Enfin, l’anxiété découle du comportement même de l’Etat qui adresse aux populations des messages anxiogènes : ne buvez pas de l’eau, ne mangez pas du poisson, des légumes, de la viande, sans oublier les arrêtés d’interdiction de consommation souvent contradictoires entre les mairies et les fonctionnaires de l’ARS.
L’anxiété est présente ici et maintenant. Elle est vécue et supportée tous les jours. L’impact psychologique de cette situation d’anxiété permanente est un véritable vecteur de troubles divers que les professionnels de santé ont déjà diagnostiqué aussi.
3/ Certes, mais les parlementaires ouvrent la voie d’un accompagnement des malades, voire posent la question d’une indemnisation.

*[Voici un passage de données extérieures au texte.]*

//! The preview / confirm / execute loop over a tsv file.

use crate::error::{Error, Result};
use crate::executor;
use crate::render;
use crate::tsv::{self, Table};
use crate::utils::prompt::{PromptEngine, YesNoPrompt};

/// Options threaded from the CLI into the run loop.
#[derive(Debug, Clone, Copy, Default)]
pub struct RunOptions {
    /// Skip the preview and confirmation step (`--yes`).
    pub auto_confirm: bool,
    /// Keep looping when a command exits nonzero (`--force`).
    pub continue_on_failure: bool,
    /// Sanitize field values before substitution (`--escape`).
    pub sanitize_fields: bool,
}

/// Drive the full pipeline for one tsv file.
///
/// Without a template this prints the available placeholders and stops.
/// With one, every row's command is previewed and confirmed (unless
/// `auto_confirm` is set), then executed in file order. A declined
/// confirmation runs nothing and is not an error.
pub fn run(
    path: &str,
    template: Option<&str>,
    opts: &RunOptions,
    prompt: &PromptEngine,
) -> Result<()> {
    let table = tsv::load(path)?;

    let Some(template) = template else {
        println!("{}", render::available_fields(table.header()));
        return Ok(());
    };

    let confirmed = opts.auto_confirm || confirm_preview(&table, template, opts, prompt);
    if !confirmed {
        return Ok(());
    }

    execute_rows(&table, template, opts)
}

/// Print every rendered command and the field summary, then ask.
fn confirm_preview(table: &Table, template: &str, opts: &RunOptions, prompt: &PromptEngine) -> bool {
    for (ordinal, fields) in table.rows() {
        println!(
            "{}",
            render::inject_fields(template, ordinal, fields, opts.sanitize_fields)
        );
    }
    println!("{}", render::available_fields(table.header()));

    prompt.yes_no(&YesNoPrompt {
        question: "Perform (y/N)?".to_string(),
        default: false,
    })
}

/// Run every row's command in file order. A nonzero exit aborts the
/// remaining rows unless `continue_on_failure` is set.
fn execute_rows(table: &Table, template: &str, opts: &RunOptions) -> Result<()> {
    for (ordinal, fields) in table.rows() {
        let command = render::inject_fields(template, ordinal, fields, opts.sanitize_fields);
        println!("\u{bb} {}", command);

        let code = executor::run_shell(&command);
        if code != 0 {
            if !opts.continue_on_failure {
                return Err(Error::CommandFailed(code));
            }
            log_status!("run", "row {} returned code {}, continuing", ordinal, code);
        }
    }

    Ok(())
}
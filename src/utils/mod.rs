//! Generic utility primitives with zero domain knowledge.
//!
//! - `prompt` - interactive yes/no confirmation
//! - `sanitize` - filesystem-safe text transform

pub mod prompt;
pub mod sanitize;
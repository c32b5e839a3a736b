//! Blocking shell execution with inherited stdio.

use std::process::{Command, Stdio};

/// Run a command line through the host shell, blocking until it finishes.
///
/// stdin/stdout/stderr are inherited from the parent so interactive
/// children behave normally. Returns the child's exit code, or -1 when
/// it was killed by a signal or could not be spawned.
pub fn run_shell(command: &str) -> i32 {
    #[cfg(windows)]
    let mut cmd = {
        let mut cmd = Command::new("cmd");
        cmd.args(["/C", command]);
        cmd
    };

    #[cfg(not(windows))]
    let mut cmd = {
        let mut cmd = Command::new("sh");
        cmd.args(["-c", command]);
        cmd
    };

    let status = cmd
        .stdin(Stdio::inherit())
        .stdout(Stdio::inherit())
        .stderr(Stdio::inherit())
        .status();

    match status {
        Ok(s) => s.code().unwrap_or(-1),
        Err(_) => -1,
    }
}
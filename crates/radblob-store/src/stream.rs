use std::fs::File;
use std::io::{self, BufReader, Cursor, Read, Seek, SeekFrom};

/// How a [`BlobStream`] holds its bytes.
#[derive(Clone, Copy, Debug, PartialEq, Eq)]
pub enum StreamKind {
    /// Borrowed view into bytes owned by the manager. The borrow checker keeps
    /// the manager from being mutated while the view is alive.
    View,
    /// Private decompressed copy, freed when the stream is dropped.
    Owned,
    /// Open file handle, closed when the stream is dropped.
    File,
}

enum Source<'a> {
    View(Cursor<&'a [u8]>),
    Owned(Cursor<Vec<u8>>),
    File(BufReader<File>),
}

/// A readable, seekable handle to one blob, returned by `open`.
///
/// Streams release whatever they hold when dropped, so callers never need to
/// know which backend produced one.
pub struct BlobStream<'a> {
    id: String,
    size: u64,
    source: Source<'a>,
    origin: Option<usize>,
}

impl<'a> BlobStream<'a> {
    /// A view over bytes the manager keeps owning.
    pub fn view(id: impl Into<String>, data: &'a [u8]) -> Self {
        Self {
            id: id.into(),
            size: data.len() as u64,
            source: Source::View(Cursor::new(data)),
            origin: None,
        }
    }

    /// A stream that owns its buffer.
    pub fn owned(id: impl Into<String>, data: Vec<u8>) -> Self {
        Self {
            id: id.into(),
            size: data.len() as u64,
            source: Source::Owned(Cursor::new(data)),
            origin: None,
        }
    }

    /// A stream over an open file of known size.
    pub fn file(id: impl Into<String>, file: File, size: u64) -> Self {
        Self {
            id: id.into(),
            size,
            source: Source::File(BufReader::new(file)),
            origin: None,
        }
    }

    /// The ID this stream was opened with.
    pub fn id(&self) -> &str {
        &self.id
    }

    /// Total size of the blob in bytes.
    pub fn size(&self) -> u64 {
        self.size
    }

    pub fn kind(&self) -> StreamKind {
        match self.source {
            Source::View(_) => StreamKind::View,
            Source::Owned(_) => StreamKind::Owned,
            Source::File(_) => StreamKind::File,
        }
    }

    /// Index of the child manager that produced this stream, when it came
    /// through a cascading manager.
    pub fn origin(&self) -> Option<usize> {
        self.origin
    }

    /// Tag the stream with the index of the child that produced it.
    pub fn with_origin(mut self, origin: usize) -> Self {
        self.origin = Some(origin);
        self
    }

    /// Clear the origin tag, returning it.
    pub fn take_origin(&mut self) -> Option<usize> {
        self.origin.take()
    }

    /// Consume the stream and return its remaining bytes.
    ///
    /// Owned streams that have not been read from hand back their buffer
    /// without copying.
    pub fn into_bytes(self) -> io::Result<Vec<u8>> {
        match self.source {
            Source::Owned(cursor) if cursor.position() == 0 => Ok(cursor.into_inner()),
            mut source => {
                let mut buf = Vec::new();
                source.read_to_end(&mut buf)?;
                Ok(buf)
            }
        }
    }
}

impl Read for Source<'_> {
    fn read(&mut self, buf: &mut [u8]) -> io::Result<usize> {
        match self {
            Self::View(c) => c.read(buf),
            Self::Owned(c) => c.read(buf),
            Self::File(f) => f.read(buf),
        }
    }
}

impl Seek for Source<'_> {
    fn seek(&mut self, pos: SeekFrom) -> io::Result<u64> {
        match self {
            Self::View(c) => c.seek(pos),
            Self::Owned(c) => c.seek(pos),
            Self::File(f) => f.seek(pos),
        }
    }
}

impl Read for BlobStream<'_> {
    fn read(&mut self, buf: &mut [u8]) -> io::Result<usize> {
        self.source.read(buf)
    }
}

impl Seek for BlobStream<'_> {
    fn seek(&mut self, pos: SeekFrom) -> io::Result<u64> {
        self.source.seek(pos)
    }
}

impl std::fmt::Debug for BlobStream<'_> {
    fn fmt(&self, f: &mut std::fmt::Formatter<'_>) -> std::fmt::Result {
        f.debug_struct("BlobStream")
            .field("id", &self.id)
            .field("size", &self.size)
            .field("kind", &self.kind())
            .field("origin", &self.origin)
            .finish()
    }
}

/// Anything a blob can be added from: a readable, seekable byte source.
pub trait BlobSource: Read + Seek {}

impl<T: Read + Seek + ?Sized> BlobSource for T {}
use std::path::{Path, PathBuf};

use anyhow::Context;
use radblob_archive::ArchiveConfig;
use radblob_store::StoreConfig;
use serde::{Deserialize, Serialize};
use tracing::Level;

/// File looked up in the working directory when `--config` is not given.
pub const DEFAULT_CONFIG_FILE: &str = "radblob.toml";

/// Settings for the `radblob` tool.
#[derive(Clone, Debug, PartialEq, Eq, Serialize, Deserialize)]
#[serde(default)]
pub struct CliConfig {
    /// Max log level unless `--verbose` is passed (default: "info").
    pub log_level: String,
    /// Limits for loose-file stores.
    pub store: StoreConfig,
    /// Settings for archive stores.
    pub archive: ArchiveConfig,
}

impl Default for CliConfig {
    fn default() -> Self {
        Self {
            log_level: "info".to_string(),
            store: StoreConfig::default(),
            archive: ArchiveConfig::default(),
        }
    }
}

impl CliConfig {
    /// Load `explicit` if given (it must exist), else `radblob.toml` in `cwd`
    /// if present, else defaults.
    pub fn load(explicit: Option<&Path>, cwd: &Path) -> anyhow::Result<Self> {
        let path: PathBuf = match explicit {
            Some(path) => path.to_path_buf(),
            None => {
                let candidate = cwd.join(DEFAULT_CONFIG_FILE);
                if !candidate.is_file() {
                    return Ok(Self::default());
                }
                candidate
            }
        };

        let text = std::fs::read_to_string(&path)
            .with_context(|| format!("reading config {}", path.display()))?;
        toml::from_str(&text).with_context(|| format!("parsing config {}", path.display()))
    }

    pub fn level(&self) -> anyhow::Result<Level> {
        self.log_level
            .parse()
            .map_err(|_| anyhow::anyhow!("invalid log_level {:?}", self.log_level))
    }
}
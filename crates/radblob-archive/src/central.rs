//! Central-directory index and offset-based entry reads.
//!
//! The index is built from the raw central directory rather than through the
//! ZIP codec's name map, so the first record for a name is the one that stays
//! reachable. Entries are then read straight from their local header offset,
//! which also works while a writer is still appending to the same storage.

use std::collections::btree_map::Entry;
use std::collections::BTreeMap;
use std::io::{Cursor, Read, Seek, SeekFrom};

use radblob_store::{BlobError, BlobResult};
use tracing::{debug, warn};
use zip::read::read_zipfile_from_stream;

use crate::storage::codec_error;

const EOCD_SIG: u32 = 0x0605_4b50;
const EOCD_LEN: usize = 22;
const MAX_COMMENT_LEN: usize = u16::MAX as usize;
const ZIP64_LOCATOR_SIG: u32 = 0x0706_4b50;
const ZIP64_LOCATOR_LEN: usize = 20;
const ZIP64_EOCD_SIG: u32 = 0x0606_4b50;
const ZIP64_EOCD_LEN: usize = 56;
const CENTRAL_SIG: u32 = 0x0201_4b50;
const CENTRAL_LEN: usize = 46;
const LOCAL_SIG: u32 = 0x0403_4b50;
const LOCAL_LEN: usize = 30;
const ZIP64_EXTRA_ID: u16 = 0x0001;
const DATA_DESCRIPTOR_FLAG: u16 = 1 << 3;
const U16_SENTINEL: u16 = u16::MAX;
const U32_SENTINEL: u32 = u32::MAX;
/// Upper bound on the buffer reserved up front for one entry.
const MAX_PREALLOC: u64 = 16 * 1024 * 1024;

/// Location and checksums of one entry, taken from its central record.
#[derive(Clone, Copy, Debug, PartialEq, Eq)]
pub struct CentralEntry {
    /// Offset of the local header from the start of the storage.
    pub header_offset: u64,
    pub compressed_size: u64,
    pub size: u64,
    pub crc32: u32,
}

/// Name index over an archive's central directory.
#[derive(Debug, Default)]
pub struct CentralIndex {
    pub entries: BTreeMap<String, CentralEntry>,
    /// Records that shared a name with an earlier one and were skipped.
    pub duplicates: usize,
}

fn invalid(message: impl Into<String>) -> BlobError {
    BlobError::Codec {
        code: "invalid_archive",
        message: message.into(),
    }
}

fn le_u16(buf: &[u8], at: usize) -> u16 {
    let mut bytes = [0u8; 2];
    bytes.copy_from_slice(&buf[at..at + 2]);
    u16::from_le_bytes(bytes)
}

fn le_u32(buf: &[u8], at: usize) -> u32 {
    let mut bytes = [0u8; 4];
    bytes.copy_from_slice(&buf[at..at + 4]);
    u32::from_le_bytes(bytes)
}

fn le_u64(buf: &[u8], at: usize) -> u64 {
    let mut bytes = [0u8; 8];
    bytes.copy_from_slice(&buf[at..at + 8]);
    u64::from_le_bytes(bytes)
}

fn read_at<R: Read + Seek>(reader: &mut R, offset: u64, len: usize) -> BlobResult<Vec<u8>> {
    reader.seek(SeekFrom::Start(offset))?;
    let mut buf = vec![0u8; len];
    reader.read_exact(&mut buf)?;
    Ok(buf)
}

/// Where the central directory sits and how many records it declares.
#[derive(Debug, PartialEq, Eq)]
struct DirectoryLocation {
    /// Bytes in front of the archive proper, added to every stored offset.
    archive_offset: u64,
    start: u64,
    size: u64,
    records: u64,
}

fn locate_directory<R: Read + Seek>(reader: &mut R) -> BlobResult<DirectoryLocation> {
    let len = reader.seek(SeekFrom::End(0))?;
    if len < EOCD_LEN as u64 {
        return Err(invalid("too short to hold an end of central directory record"));
    }

    let tail_len = len.min((EOCD_LEN + MAX_COMMENT_LEN) as u64);
    let tail_start = len - tail_len;
    let tail = read_at(reader, tail_start, tail_len as usize)?;

    // The last signature whose comment length fits the remaining bytes.
    let eocd_at = (0..=tail.len() - EOCD_LEN)
        .rev()
        .find(|&at| {
            le_u32(&tail, at) == EOCD_SIG
                && at + EOCD_LEN + le_u16(&tail, at + 20) as usize <= tail.len()
        })
        .ok_or_else(|| invalid("no end of central directory record"))?;
    let eocd = &tail[eocd_at..eocd_at + EOCD_LEN];
    let eocd_pos = tail_start + eocd_at as u64;

    let mut records = u64::from(le_u16(eocd, 10));
    let mut size = u64::from(le_u32(eocd, 12));
    let mut offset = u64::from(le_u32(eocd, 16));
    let mut directory_end = eocd_pos;

    let zip64 = records == u64::from(U16_SENTINEL)
        || size == u64::from(U32_SENTINEL)
        || offset == u64::from(U32_SENTINEL);
    if zip64 && eocd_pos >= ZIP64_LOCATOR_LEN as u64 {
        let locator_pos = eocd_pos - ZIP64_LOCATOR_LEN as u64;
        let locator = read_at(reader, locator_pos, ZIP64_LOCATOR_LEN)?;
        if le_u32(&locator, 0) == ZIP64_LOCATOR_SIG {
            let record_pos = find_zip64_record(reader, le_u64(&locator, 8), locator_pos)?;
            let record = read_at(reader, record_pos, ZIP64_EOCD_LEN)?;
            records = le_u64(&record, 32);
            size = le_u64(&record, 40);
            offset = le_u64(&record, 48);
            directory_end = record_pos;
        }
    }

    let archive_offset = directory_end
        .checked_sub(size)
        .and_then(|start| start.checked_sub(offset))
        .ok_or_else(|| invalid("central directory extends past the start of the archive"))?;

    Ok(DirectoryLocation {
        archive_offset,
        start: archive_offset + offset,
        size,
        records,
    })
}

/// The zip64 end record normally sits at its stated offset; with bytes in
/// front of the archive it sits right before the locator instead.
fn find_zip64_record<R: Read + Seek>(
    reader: &mut R,
    stated: u64,
    locator_pos: u64,
) -> BlobResult<u64> {
    let fallback = locator_pos.checked_sub(ZIP64_EOCD_LEN as u64);
    for candidate in [Some(stated), fallback].into_iter().flatten() {
        if candidate + ZIP64_EOCD_LEN as u64 > locator_pos {
            continue;
        }
        if le_u32(&read_at(reader, candidate, 4)?, 0) == ZIP64_EOCD_SIG {
            return Ok(candidate);
        }
    }
    Err(invalid("zip64 end of central directory record not found"))
}

/// Apply a zip64 extended-information field to whichever values carried the
/// 32-bit sentinel.
fn apply_zip64_extra(
    extra: &[u8],
    size: &mut u64,
    compressed_size: &mut u64,
    header_offset: &mut u64,
) -> BlobResult<()> {
    let mut at = 0;
    while at + 4 <= extra.len() {
        let id = le_u16(extra, at);
        let len = le_u16(extra, at + 2) as usize;
        let body_end = at + 4 + len;
        if body_end > extra.len() {
            return Err(invalid("extra field runs past its record"));
        }
        if id == ZIP64_EXTRA_ID {
            let mut field = at + 4;
            for value in [size, compressed_size, header_offset] {
                if *value != u64::from(U32_SENTINEL) {
                    continue;
                }
                if field + 8 > body_end {
                    return Err(invalid("zip64 extra field is truncated"));
                }
                *value = le_u64(extra, field);
                field += 8;
            }
            return Ok(());
        }
        at = body_end;
    }
    Ok(())
}

/// Index every central-directory record by name. The first record for a
/// name wins; later ones are counted and logged but stay unreachable.
pub fn read_index<R: Read + Seek>(reader: &mut R, label: &str) -> BlobResult<CentralIndex> {
    let location = locate_directory(reader)?;
    let len = reader.seek(SeekFrom::End(0))?;
    if location.start.saturating_add(location.size) > len {
        return Err(invalid("central directory runs past the end of the archive"));
    }
    let size = usize::try_from(location.size)
        .map_err(|_| invalid("central directory is too large to index"))?;
    let directory = read_at(reader, location.start, size)?;

    let mut index = CentralIndex::default();
    let mut at = 0;
    for record in 0..location.records {
        if at + CENTRAL_LEN > directory.len() || le_u32(&directory, at) != CENTRAL_SIG {
            return Err(invalid(format!("central directory record {record} is malformed")));
        }
        let name_len = le_u16(&directory, at + 28) as usize;
        let extra_len = le_u16(&directory, at + 30) as usize;
        let comment_len = le_u16(&directory, at + 32) as usize;
        let name_start = at + CENTRAL_LEN;
        let extra_start = name_start + name_len;
        let next = extra_start + extra_len + comment_len;
        if next > directory.len() {
            return Err(invalid(format!("central directory record {record} is truncated")));
        }

        let mut compressed_size = u64::from(le_u32(&directory, at + 20));
        let mut size = u64::from(le_u32(&directory, at + 24));
        let mut header_offset = u64::from(le_u32(&directory, at + 42));
        apply_zip64_extra(
            &directory[extra_start..extra_start + extra_len],
            &mut size,
            &mut compressed_size,
            &mut header_offset,
        )?;

        let name = String::from_utf8_lossy(&directory[name_start..extra_start]).into_owned();
        let entry = CentralEntry {
            header_offset: location.archive_offset + header_offset,
            compressed_size,
            size,
            crc32: le_u32(&directory, at + 16),
        };
        match index.entries.entry(name) {
            Entry::Vacant(slot) => {
                slot.insert(entry);
            }
            Entry::Occupied(slot) => {
                index.duplicates += 1;
                warn!(
                    id = slot.key().as_str(),
                    archive = label,
                    record,
                    "duplicate entry in blob archive, keeping the first"
                );
            }
        }
        at = next;
    }

    debug!(
        archive = label,
        records = location.records,
        prefix = location.archive_offset,
        "indexed central directory"
    );
    Ok(index)
}

/// Decompress the entry at `entry.header_offset` into a fresh buffer. The
/// reader's position is restored afterwards so a writer sharing it carries
/// on where it left off.
pub fn read_entry<R: Read + Seek>(
    reader: &mut R,
    id: &str,
    entry: &CentralEntry,
) -> BlobResult<Vec<u8>> {
    let resume = reader.stream_position()?;
    let result = read_entry_at(reader, id, entry);
    reader.seek(SeekFrom::Start(resume))?;
    result
}

fn read_entry_at<R: Read + Seek>(
    reader: &mut R,
    id: &str,
    entry: &CentralEntry,
) -> BlobResult<Vec<u8>> {
    let mut header = read_at(reader, entry.header_offset, LOCAL_LEN)?;
    if le_u32(&header, 0) != LOCAL_SIG {
        return Err(invalid(format!(
            "no local header for {id:?} at offset {}",
            entry.header_offset
        )));
    }
    let variable = le_u16(&header, 26) as usize + le_u16(&header, 28) as usize;
    header.resize(LOCAL_LEN + variable, 0);
    reader.read_exact(&mut header[LOCAL_LEN..])?;

    // Sizes and checksum come from the central record, which is complete even
    // when the local header defers them to a trailing data descriptor. Zip64
    // headers keep their sentinels so the extra field still lines up.
    let flags = le_u16(&header, 6) & !DATA_DESCRIPTOR_FLAG;
    header[6..8].copy_from_slice(&flags.to_le_bytes());
    header[14..18].copy_from_slice(&entry.crc32.to_le_bytes());
    let local_zip64 =
        le_u32(&header, 18) == U32_SENTINEL || le_u32(&header, 22) == U32_SENTINEL;
    if let (false, Ok(compressed), Ok(size)) = (
        local_zip64,
        u32::try_from(entry.compressed_size),
        u32::try_from(entry.size),
    ) {
        header[18..22].copy_from_slice(&compressed.to_le_bytes());
        header[22..26].copy_from_slice(&size.to_le_bytes());
    }

    let mut stream = Cursor::new(header).chain(reader.by_ref().take(entry.compressed_size));
    let mut file = read_zipfile_from_stream(&mut stream)
        .map_err(codec_error)?
        .ok_or_else(|| invalid(format!("no entry for {id:?} at offset {}", entry.header_offset)))?;
    if file.name() != id {
        return Err(invalid(format!(
            "entry at offset {} is {:?}, expected {id:?}",
            entry.header_offset,
            file.name()
        )));
    }

    let mut data = Vec::with_capacity(entry.size.min(MAX_PREALLOC) as usize);
    file.read_to_end(&mut data)?;
    if data.len() as u64 != entry.size {
        return Err(BlobError::TruncatedRead {
            id: id.to_string(),
            expected: entry.size,
            actual: data.len() as u64,
        });
    }
    Ok(data)
}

CLE - Peut-être, mais il crée des distorsions entre les victimes. Ils renvoient l’indemnisation aux calendes puisqu’il faut être malades. Et on voit bien le piège : dans plusieurs années, sera-t-il possible d’établir que telle ou telle maladie est imputable à la contamination par le chlordécone.
Il ne faut pas que sous prétexte de reconnaitre le principe de la responsabilité, on assiste à un enterrement de première classe de l’indemnisation. Et la détermination des responsables ne doit pas exonérer les coupables.Quant au montant, certains parlementaires le qualifient « d’astronomiques ». Mais c’est prendre le problème à l’envers. Peu importe le montant de l’indemnisation, il faut que tous les responsables (l’Etat, mais surtout les profiteurs) cotisent et participent. L’Etat fait l’avance et ensuite, il doit se retourner contre les profiteurs et leurs assureurs. Ce sera l’occasion d’une grande redistribution des cartes. Mais attention, les associations que je représente seront vigilantes. Il est impensables que l’indemnisation soit financée par de singulières hausses d’impôts ! Il n’est pas question que les peuples victimes de ce scandale sanitaire soient condamnés à payer doublement leur peine, une fois avec leur santé, une autre fois avec leur porte-monnaie. !
4/ Certaines auditions confirment le laisser faire de l’Etat. Sommes-nous en présence d’un scandale enfin reconnu ?
CLE - Tout le monde savait qu’il s’agissait d’un scandale d’Etat qui couvait depuis des années. Je prendrai qu’un seul exemple : les archives du ministère de l’agriculture, notamment les comptes rendus de réunion de la commission de toxicité – qui a autorisé le chlordécone pendant vingt ans – entre février 1972 et juin 1989, ces archives essentielles ont … disparu, sans que la moindre enquête ne soit initiée. C’est pour cela que le CRAN et l’association VIVRE ont porté plainte entre les mains du procureur de la République en juillet 2019.
Bref, ce rapport d’enquête parlementaire n’est pas un aboutissement mais un commencement : le plafond de verre est brisé, il faut en profiter pour faire parler les protagonistes tant qu’ils sont en vie. Le comportement de l’Etat nous a déjà fait perdre 20 ans, ce qui a permis à certains des principaux organisateurs de la filière Chlordécone de mourir dans leur lit sans avoir à répondre de leurs actes, sans avoir à révéler les liens d’intérêts ayant existé entre les profiteurs et certains représentants de l’Etat.
Il faut que la justice triomphe, sinon c’est la porte ouverte aux désordres et à la légitime colère.